WOW !! MUCH LOVE ! SO WORLD PEACE !
Fond bitcoin pour l'amélioration du site: 1memzGeKS7CB3ECNkzSn2qHwxU6NZoJ8o
  Dogecoin (tips/pourboires): DCLoo9Dd4qECqpMLurdgGnaoqbftj16Nvp


Home | Publier un mémoire | Une page au hasard

 > 

Le chehabisme ou les limites d'une expérience de modernisation politique au Liban

( Télécharger le fichier original )
par Harb MARWAN
Université Saint-Joseph de Beyrouth - DEA en sciences politiques 2007
  

précédent sommaire suivant

Bitcoin is a swarm of cyber hornets serving the goddess of wisdom, feeding on the fire of truth, exponentially growing ever smarter, faster, and stronger behind a wall of encrypted energy

Conclusion

Il est indéniable que la période appelée « chéhabiste » et précisément le mandat du président Fouad Chéhab fut une période décisive dans la trajectoire historique du Liban-Etat. Le Président a réalisé que le Liban ne peut progresser et se développer en tant qu'Etat stable et souverain que s'il ne transcende les causes de sa division interne qui le déchire, à savoir l'injustice sociale dans sa dimension spatiale et populaire.

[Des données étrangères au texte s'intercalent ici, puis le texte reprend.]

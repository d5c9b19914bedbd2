// Copyright (c) 2026 shaneyale (shaneyale86@gmail.com)
// All rights reserved.

//! # Exception 模块
//!
//! 该模块定义了请求处理生命周期中可能出现的各类异常情况。
//!
//! 每个变体都对应一个 HTTP 状态码（见 [`Exception::status_code`]），
//! 连接流水线据此把错误转换为同一连接上的错误响应，而不是让进程崩溃。

use std::fmt;
use std::io;

/// 服务器处理请求过程中发生的异常类型。
#[derive(Debug, Copy, Clone, PartialEq)]
pub enum Exception {
    /// 请求行无法解析为合法的 UTF-8 字符串。
    RequestIsNotUtf8,
    /// 请求行不足三段，通常是 HTTP/0.9 风格的旧客户端。
    MalformedRequest,
    /// 读取缓冲区已满仍未见到换行符。
    RequestTooLarge,
    /// 协议标记既不以 `HTTP/1.0` 也不以 `HTTP/1.1` 开头。
    UnsupportedProtocol,
    /// 无法识别的请求方法。
    UnknownVerb,
    /// 路径中含有 `..` 段。
    PathTraversal,
    /// 无法读取 public 目录下的源文件，携带底层错误类型以区分 404 与 500。
    SourceUnreadable(io::ErrorKind),
    /// 无法写入缓存文件。
    CacheUnwritable,
    /// 无法启动 PHP 解释器。
    InterpreterUnavailable,
    /// PHP 解释器以非零状态退出。
    InterpreterFailure,
    /// PHP 解释器运行超时，已被强制结束。
    InterpreterTimeout,
    /// 脚本源文件无法被脚本引擎加载。
    ScriptLoadFailed,
    /// 脚本执行失败。
    ScriptEngineFailure,
}

use Exception::*;

impl Exception {
    /// 该异常对应的 HTTP 状态码
    pub fn status_code(&self) -> u16 {
        match self {
            RequestIsNotUtf8 | MalformedRequest => 400,
            RequestTooLarge => 414,
            UnsupportedProtocol => 505,
            UnknownVerb => 501,
            PathTraversal => 403,
            SourceUnreadable(io::ErrorKind::NotFound) => 404,
            SourceUnreadable(_) => 500,
            CacheUnwritable
            | InterpreterUnavailable
            | InterpreterFailure
            | InterpreterTimeout
            | ScriptLoadFailed
            | ScriptEngineFailure => 500,
        }
    }

    /// 将 `io::Error` 归类为源文件读取失败
    pub fn from_source_error(err: &io::Error) -> Self {
        SourceUnreadable(err.kind())
    }
}

impl fmt::Display for Exception {
    fn fmt(&self, f: &mut fmt::Formatter<'_>) -> fmt::Result {
        match self {
            RequestIsNotUtf8 => write!(f, "Request line can't be parsed in UTF-8"),
            MalformedRequest => write!(f, "Malformed request line (HTTP/0.9?)"),
            RequestTooLarge => write!(f, "Request line exceeds the read buffer"),
            UnsupportedProtocol => write!(f, "Unsupported protocol"),
            UnknownVerb => write!(f, "Unknown request verb"),
            PathTraversal => write!(f, "Path escapes the public directory"),
            SourceUnreadable(kind) => write!(f, "Unable to load public file ({:?})", kind),
            CacheUnwritable => write!(f, "Unable to create cached file"),
            InterpreterUnavailable => write!(f, "Couldn't invoke PHP interpreter"),
            InterpreterFailure => write!(f, "PHP interpreter exited with an error"),
            InterpreterTimeout => write!(f, "PHP interpreter timed out"),
            ScriptLoadFailed => write!(f, "Script could not be loaded"),
            ScriptEngineFailure => write!(f, "Script execution failed"),
        }
    }
}

impl std::error::Error for Exception {}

Toute la philosophie du chéhabisme était tournée vers la création des conditions objectives et subjectives qui permettent l'émergence du citoyen-individu. L'émergence du « je », du subjectum, est le premier pas dans le long cheminement de la modernité. Il en est le moyen et la fin.

Ainsi, le président Chéhab essaya de développer et de moderniser les différents secteurs de l'économie nationale, et en même temps d'encourager le secteur privé à investir dans des domaines susceptibles de favoriser la croissance économique à moyen et long terme.

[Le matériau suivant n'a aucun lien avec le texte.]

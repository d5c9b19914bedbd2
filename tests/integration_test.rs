//! 端到端测试：在进程内启动监听器，通过真实的 TCP 连接收发报文。

use std::fs;
use std::net::SocketAddr;
use std::path::Path;
use std::sync::Arc;
use std::time::Duration;

use tempfile::TempDir;
use tokio::io::{AsyncReadExt, AsyncWriteExt};
use tokio::net::{TcpListener, TcpStream};
use tokio::time::timeout;

use tiger::{
    param::server_header, server, Pipeline, ScriptTable, ServerConfig, TemplateEngine, Tunables,
};

fn site() -> TempDir {
    let dir = tempfile::tempdir().unwrap();
    for d in ["public", "cache", "scripts"] {
        fs::create_dir(dir.path().join(d)).unwrap();
    }
    dir
}

async fn start(config: ServerConfig) -> SocketAddr {
    let scripts = ScriptTable::load_dir(&config.scripts_dir(), &TemplateEngine).unwrap();
    let listener = TcpListener::bind("127.0.0.1:0").await.unwrap();
    let addr = listener.local_addr().unwrap();
    let pipeline = Arc::new(Pipeline::new(Arc::new(config), Arc::new(scripts)));
    tokio::spawn(server::serve(listener, pipeline));
    addr
}

async fn start_in(root: &Path) -> SocketAddr {
    start(ServerConfig::new(0, root.to_path_buf())).await
}

/// 发送一次请求并读到连接关闭为止
async fn exchange(addr: SocketAddr, request: &[u8]) -> Vec<u8> {
    let mut stream = TcpStream::connect(addr).await.unwrap();
    stream.write_all(request).await.unwrap();
    let mut response = Vec::new();
    timeout(Duration::from_secs(10), stream.read_to_end(&mut response))
        .await
        .expect("服务端没有关闭连接")
        .unwrap();
    response
}

async fn exchange_text(addr: SocketAddr, request: &str) -> String {
    String::from_utf8(exchange(addr, request.as_bytes()).await).unwrap()
}

#[tokio::test(flavor = "multi_thread")]
async fn test_missing_file_is_404() {
    let dir = site();
    let addr = start_in(dir.path()).await;
    let response = exchange_text(addr, "GET /missing.html HTTP/1.0\r\n\r\n").await;
    assert!(response.starts_with("HTTP/1.0 404 Not Found\r\n"));
    assert!(response.contains("<h1>Error 404</h1>"));
}

#[tokio::test(flavor = "multi_thread")]
async fn test_static_file_exact_bytes() {
    let dir = site();
    fs::write(dir.path().join("public/hello.txt"), b"hello, tiger").unwrap();
    let addr = start_in(dir.path()).await;
    let response = exchange(addr, b"GET /hello.txt HTTP/1.1\r\nHost: localhost\r\n\r\n").await;
    let expected = format!(
        "HTTP/1.0 200 OK\r\nServer: {}\r\n\r\nhello, tiger",
        server_header()
    );
    assert_eq!(response, expected.into_bytes());
}

#[tokio::test(flavor = "multi_thread")]
async fn test_binary_file_is_served_verbatim() {
    let dir = site();
    let body: Vec<u8> = (0..=255u8).cycle().take(4000).collect();
    fs::write(dir.path().join("public/blob.bin"), &body).unwrap();
    let addr = start_in(dir.path()).await;
    let response = exchange(addr, b"GET /blob.bin HTTP/1.0\r\n\r\n").await;
    assert!(response.starts_with(b"HTTP/1.0 200 OK\r\n"));
    assert!(response.ends_with(&body));
}

#[tokio::test(flavor = "multi_thread")]
async fn test_index_redirect() {
    let dir = site();
    fs::write(dir.path().join("public/index.html"), b"<h1>home</h1>").unwrap();
    let addr = start_in(dir.path()).await;
    let response = exchange_text(addr, "GET / HTTP/1.1\r\n\r\n").await;
    assert!(response.starts_with("HTTP/1.0 200 OK\r\n"));
    assert!(response.ends_with("<h1>home</h1>"));
}

#[tokio::test(flavor = "multi_thread")]
async fn test_head_and_options() {
    let dir = site();
    fs::write(dir.path().join("public/a.txt"), b"body").unwrap();
    let addr = start_in(dir.path()).await;

    let head = exchange_text(addr, "HEAD /a.txt HTTP/1.0\r\n\r\n").await;
    assert!(head.starts_with("HTTP/1.0 200 OK\r\n"));
    assert!(head.ends_with("\r\n\r\n"));

    let options = exchange_text(addr, "OPTIONS /a.txt HTTP/1.1\r\n\r\n").await;
    assert!(options.contains("Allow: OPTIONS, GET, HEAD\r\n"));
}

#[tokio::test(flavor = "multi_thread")]
async fn test_script_route() {
    let dir = site();
    fs::write(
        dir.path().join("scripts/api.bns"),
        "@route /api/*\n@status 200\n\n{\"verb\":\"{{verb}}\",\"path\":\"{{truepath}}\",\"query\":\"{{query}}\"}",
    )
    .unwrap();
    let addr = start_in(dir.path()).await;
    let response = exchange_text(addr, "DELETE /api/users/7?force=1 HTTP/1.1\r\n\r\n").await;
    assert!(response.starts_with("HTTP/1.0 200 OK\r\nServer: "));
    assert!(response.ends_with("{\"verb\":\"DELETE\",\"path\":\"/api/users/7\",\"query\":\"force=1\"}"));

    let response = exchange_text(addr, "GET /other HTTP/1.1\r\n\r\n").await;
    assert!(response.starts_with("HTTP/1.0 404 "));
}

#[tokio::test(flavor = "multi_thread")]
async fn test_protocol_errors() {
    let dir = site();
    let addr = start_in(dir.path()).await;
    let cases = [
        ("GET /\r\n\r\n", "HTTP/1.0 400 "),
        ("BREW /pot HTTP/1.1\r\n\r\n", "HTTP/1.0 501 "),
        ("GET / HTTP/2\r\n\r\n", "HTTP/1.0 505 "),
    ];
    for (request, expected) in cases {
        let response = exchange_text(addr, request).await;
        assert!(response.starts_with(expected), "{:?} -> {:?}", request, response);
    }
}

#[tokio::test(flavor = "multi_thread")]
async fn test_custom_error_page() {
    let dir = site();
    fs::write(dir.path().join("public/404.html"), b"<p>lost</p>").unwrap();
    let addr = start_in(dir.path()).await;
    let response = exchange_text(addr, "GET /nothing HTTP/1.0\r\n\r\n").await;
    assert!(response.starts_with("HTTP/1.0 404 Not Found\r\n"));
    assert!(response.ends_with("\r\n\r\n<p>lost</p>"));
}

#[tokio::test(flavor = "multi_thread")]
async fn test_concurrent_clients() {
    let dir = site();
    fs::write(dir.path().join("public/shared.txt"), b"same bytes for everyone").unwrap();
    let addr = start_in(dir.path()).await;

    let mut handles = Vec::new();
    for _ in 0..16 {
        handles.push(tokio::spawn(async move {
            exchange(addr, b"GET /shared.txt HTTP/1.0\r\n\r\n").await
        }));
    }
    for handle in handles {
        let response = handle.await.unwrap();
        assert!(response.ends_with(b"\r\n\r\nsame bytes for everyone"));
    }
}

#[cfg(unix)]
#[tokio::test(flavor = "multi_thread")]
async fn test_php_bridge_end_to_end() {
    let dir = site();
    fs::write(dir.path().join("public/echo.php"), "printf '%s' \"$1\"").unwrap();
    let tunables = Tunables::from_toml_str("php_binary = \"sh\"\nphp_timeout = 5");
    let addr = start(ServerConfig::new(0, dir.path().to_path_buf()).with_tunables(tunables)).await;
    let response = exchange_text(addr, "GET /echo.php?x=1&y=2 HTTP/1.0\r\n\r\n").await;
    assert!(response.starts_with("HTTP/1.0 200 OK\r\n"));
    assert!(response.ends_with("\r\n\r\nx=1 y=2"));
}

De même, il réalisa que les clivages confessionnels empêchent l'émergence d'une identité nationale commune. Il essaya d'affaiblir les forces confessionnelles extrémistes, et épaula de nouveaux courants et de nouvelles forces politiques modérées, et a introduit de nouvelles figures académiques et technocrates dans les milieux décisionnels. Parallèlement, il tenait toujours un discours politiques modéré et unificateur.

Tout ceci nécessite un changement dans la pratique administrative et institutionnelle. Et c'est ce que le Président tenta d'accomplir à travers la réforme et la rationalisation administrative et la construction d'institutions modernes et efficaces.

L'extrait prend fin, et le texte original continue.